**ACTIVITY:** Reproduce the entries. Match every word.

**INFORMATION:**
###
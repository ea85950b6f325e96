//! Correspondents: parsing `From:`/`To:` style strings into people.

use serde::{Deserialize, Serialize};

/// A sender or recipient.
///
/// # Examples
/// - `"Egg Zample <egg@example.com>"` → name `Egg Zample`, email `egg@example.com`
/// - `"egg@example.com"` → no name
#[derive(Debug, Clone, PartialEq, Eq, Serialize, Deserialize)]
pub struct Person {
    /// Human-readable name, if the header carried one.
    pub name: Option<String>,
    /// The bare address (`user@domain`).
    pub email: String,
}

impl Person {
    pub fn new(name: Option<&str>, email: &str) -> Self {
        Self {
            name: name.map(str::to_string).filter(|n| !n.is_empty()),
            email: email.trim().to_string(),
        }
    }

    /// Parse a single address.
    ///
    /// Supported formats:
    /// - `"user@domain.com"`
    /// - `"<user@domain.com>"`
    /// - `"Display Name <user@domain.com>"`
    /// - `"\"Display, Name\" <user@domain.com>"`
    ///
    /// Anything else is kept verbatim as the email.
    pub fn parse(raw: &str) -> Self {
        let trimmed = raw.trim();
        if let (Some(start), Some(end)) = (trimmed.rfind('<'), trimmed.rfind('>')) {
            if end > start {
                let email = trimmed[start + 1..end].trim();
                let name = strip_quotes(&trimmed[..start]);
                return Self::new(Some(&name), email);
            }
        }
        Self::new(None, trimmed)
    }

    /// Local part of the address (`egg` for `egg@example.com`).
    pub fn handle(&self) -> Option<&str> {
        self.email.split_once('@').map(|(h, _)| h)
    }

    /// `Name <addr>` form used in stored records; names containing quotes are quoted.
    pub fn to_email_address(&self) -> String {
        match &self.name {
            Some(n) if n.contains('"') => format!("{n:?} <{}>", self.email),
            Some(n) => format!("{n} <{}>", self.email),
            None => format!("<{}>", self.email),
        }
    }

    /// Text offered to the search index for this person.
    pub fn indexable_text(&self) -> String {
        [self.name.as_deref(), Some(self.email.as_str()), self.handle()]
            .into_iter()
            .flatten()
            .collect::<Vec<_>>()
            .join(" ")
    }
}

fn strip_quotes(s: &str) -> String {
    let trimmed = s.trim();
    if trimmed.starts_with('"') && trimmed.ends_with('"') && trimmed.len() >= 2 {
        trimmed[1..trimmed.len() - 1].trim().to_string()
    } else {
        trimmed.to_string()
    }
}

impl std::fmt::Display for Person {
    fn fmt(&self, f: &mut std::fmt::Formatter<'_>) -> std::fmt::Result {
        f.write_str(&self.to_email_address())
    }
}
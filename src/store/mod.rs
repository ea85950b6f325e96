//! Key/value store: the point-access contract the meta-index relies on,
//! typed helpers on top of it, and two implementations.
//!
//! Keys are opaque strings ordered bytewise. There are no transactions; the
//! only conditional write is [`KvStore::put_if_absent`].

pub mod file;
pub mod memory;
pub mod snapshot;

use std::collections::BTreeSet;

use serde::de::DeserializeOwned;
use serde::Serialize;

use crate::error::{ArchiveError, Result};

pub use file::FileStore;
pub use memory::MemoryStore;

/// Byte-addressed store keyed by strings.
pub trait KvStore {
    fn get(&self, key: &str) -> Result<Option<Vec<u8>>>;

    fn put(&mut self, key: &str, value: Vec<u8>) -> Result<()>;

    fn delete(&mut self, key: &str) -> Result<()>;

    fn exists(&self, key: &str) -> Result<bool> {
        Ok(self.get(key)?.is_some())
    }

    /// Entries with `from <= key < to` in key order, at most `limit` of them.
    /// `to = None` scans to the end of the keyspace.
    fn scan(&self, from: &str, to: Option<&str>, limit: usize) -> Result<Vec<(String, Vec<u8>)>>;

    /// Write only if the key is unset. Returns whether the write happened.
    ///
    /// Used for first-writer-wins records such as parent pointers, where a
    /// later message must not rewrite ancestry established by an earlier one.
    fn put_if_absent(&mut self, key: &str, value: Vec<u8>) -> Result<bool> {
        if self.exists(key)? {
            return Ok(false);
        }
        self.put(key, value)?;
        Ok(true)
    }

    fn is_empty(&self) -> Result<bool> {
        Ok(self.scan("", None, 1)?.is_empty())
    }

    fn len(&self) -> Result<usize>;
}

/// bincode-encoded typed access over any [`KvStore`].
pub trait TypedStore: KvStore {
    fn load<T: DeserializeOwned>(&self, key: &str) -> Result<Option<T>> {
        match self.get(key)? {
            Some(bytes) => bincode::deserialize(&bytes)
                .map(Some)
                .map_err(|e| ArchiveError::codec(key, e)),
            None => Ok(None),
        }
    }

    fn save<T: Serialize + ?Sized>(&mut self, key: &str, value: &T) -> Result<()> {
        let bytes = bincode::serialize(value).map_err(|e| ArchiveError::codec(key, e))?;
        self.put(key, bytes)
    }

    fn save_if_absent<T: Serialize + ?Sized>(&mut self, key: &str, value: &T) -> Result<bool> {
        let bytes = bincode::serialize(value).map_err(|e| ArchiveError::codec(key, e))?;
        self.put_if_absent(key, bytes)
    }

    /// Load a set, treating a missing key as the empty set.
    fn load_set<T: DeserializeOwned + Ord>(&self, key: &str) -> Result<BTreeSet<T>> {
        Ok(self.load(key)?.unwrap_or_default())
    }

    /// Load a string, treating a missing key as empty.
    fn load_string(&self, key: &str) -> Result<String> {
        Ok(self.load(key)?.unwrap_or_default())
    }
}

impl<S: KvStore + ?Sized> TypedStore for S {}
###
**OUTPUT OF THE EXERCISE:**
repository ea85950b6f325e96
//! Correspondents: parsing `From:`/`To:` style strings into people.

use serde::{Deserialize, Serialize};

/// A sender or recipient.
///
/// # Examples
/// - `"Egg Zample <egg@example.com>"` → name `Egg Zample`, email `egg@example.com`
/// - `"egg@example.com"` → no name
#[derive(Debug, Clone, PartialEq, Eq, Serialize, Deserialize)]
pub struct Person {
    /// Human-readable name, if the header carried one.
    pub name: Option<String>,
    /// The bare address (`user@domain`).
    pub email: String,
}

impl Person {
    pub fn new(name: Option<&str>, email: &str) -> Self {
        Self {
            name: name.map(str::to_string).filter(|n| !n.is_empty()),
            email: email.trim().to_string(),
        }
    }

    /// Parse a single address.
    ///
    /// Supported formats:
    /// - `"user@domain.com"`
    /// - `"<user@domain.com>"`
    /// - `"Display Name <user@domain.com>"`
    /// - `"\"Display, Name\" <user@domain.com>"`
    ///
    /// Anything else is kept verbatim as the email.
    pub fn parse(raw: &str) -> Self {
        let trimmed = raw.trim();
        if let (Some(start), Some(end)) = (trimmed.rfind('<'), trimmed.rfind('>')) {
            if end > start {
                let email = trimmed[start + 1..end].trim();
                let name = strip_quotes(&trimmed[..start]);
                return Self::new(Some(&name), email);
            }
        }
        Self::new(None, trimmed)
    }

    /// Local part of the address (`egg` for `egg@example.com`).
    pub fn handle(&self) -> Option<&str> {
        self.email.split_once('@').map(|(h, _)| h)
    }

    /// `Name <addr>` form used in stored records; names containing quotes are quoted.
    pub fn to_email_address(&self) -> String {
        match &self.name {
            Some(n) if n.contains('"') => format!("{n:?} <{}>", self.email),
            Some(n) => format!("{n} <{}>", self.email),
            None => format!("<{}>", self.email),
        }
    }

    /// Text offered to the search index for this person.
    pub fn indexable_text(&self) -> String {
        [self.name.as_deref(), Some(self.email.as_str()), self.handle()]
            .into_iter()
            .flatten()
            .collect::<Vec<_>>()
            .join(" ")
    }
}

fn strip_quotes(s: &str) -> String {
    let trimmed = s.trim();
    if trimmed.starts_with('"') && trimmed.ends_with('"') && trimmed.len() >= 2 {
        trimmed[1..trimmed.len() - 1].trim().to_string()
    } else {
        trimmed.to_string()
    }
}

impl std::fmt::Display for Person {
    fn fmt(&self, f: &mut std::fmt::Formatter<'_>) -> std::fmt::Result {
        f.write_str(&self.to_email_address())
    }
}
filename src/store/mod.rs
repository ea85950b6f325e96
//! Key/value store: the point-access contract the meta-index relies on,
//! typed helpers on top of it, and two implementations.
//!
//! Keys are opaque strings ordered bytewise. There are no transactions; the
//! only conditional write is [`KvStore::put_if_absent`].

pub mod file;
pub mod memory;
pub mod snapshot;

use std::collections::BTreeSet;

use serde::de::DeserializeOwned;
use serde::Serialize;

use crate::error::{ArchiveError, Result};

pub use file::FileStore;
pub use memory::MemoryStore;

/// Byte-addressed store keyed by strings.
pub trait KvStore {
    fn get(&self, key: &str) -> Result<Option<Vec<u8>>>;

    fn put(&mut self, key: &str, value: Vec<u8>) -> Result<()>;

    fn delete(&mut self, key: &str) -> Result<()>;

    fn exists(&self, key: &str) -> Result<bool> {
        Ok(self.get(key)?.is_some())
    }

    /// Entries with `from <= key < to` in key order, at most `limit` of them.
    /// `to = None` scans to the end of the keyspace.
    fn scan(&self, from: &str, to: Option<&str>, limit: usize) -> Result<Vec<(String, Vec<u8>)>>;

    /// Write only if the key is unset. Returns whether the write happened.
    ///
    /// Used for first-writer-wins records such as parent pointers, where a
    /// later message must not rewrite ancestry established by an earlier one.
    fn put_if_absent(&mut self, key: &str, value: Vec<u8>) -> Result<bool> {
        if self.exists(key)? {
            return Ok(false);
        }
        self.put(key, value)?;
        Ok(true)
    }

    fn is_empty(&self) -> Result<bool> {
        Ok(self.scan("", None, 1)?.is_empty())
    }

    fn len(&self) -> Result<usize>;
}

/// bincode-encoded typed access over any [`KvStore`].
pub trait TypedStore: KvStore {
    fn load<T: DeserializeOwned>(&self, key: &str) -> Result<Option<T>> {
        match self.get(key)? {
            Some(bytes) => bincode::deserialize(&bytes)
                .map(Some)
                .map_err(|e| ArchiveError::codec(key, e)),
            None => Ok(None),
        }
    }

    fn save<T: Serialize + ?Sized>(&mut self, key: &str, value: &T) -> Result<()> {
        let bytes = bincode::serialize(value).map_err(|e| ArchiveError::codec(key, e))?;
        self.put(key, bytes)
    }

    fn save_if_absent<T: Serialize + ?Sized>(&mut self, key: &str, value: &T) -> Result<bool> {
        let bytes = bincode::serialize(value).map_err(|e| ArchiveError::codec(key, e))?;
        self.put_if_absent(key, bytes)
    }

    /// Load a set, treating a missing key as the empty set.
    fn load_set<T: DeserializeOwned + Ord>(&self, key: &str) -> Result<BTreeSet<T>> {
        Ok(self.load(key)?.unwrap_or_default())
    }

    /// Load a string, treating a missing key as empty.
    fn load_string(&self, key: &str) -> Result<String> {
        Ok(self.load(key)?.unwrap_or_default())
    }
}

impl<S: KvStore + ?Sized> TypedStore for S {}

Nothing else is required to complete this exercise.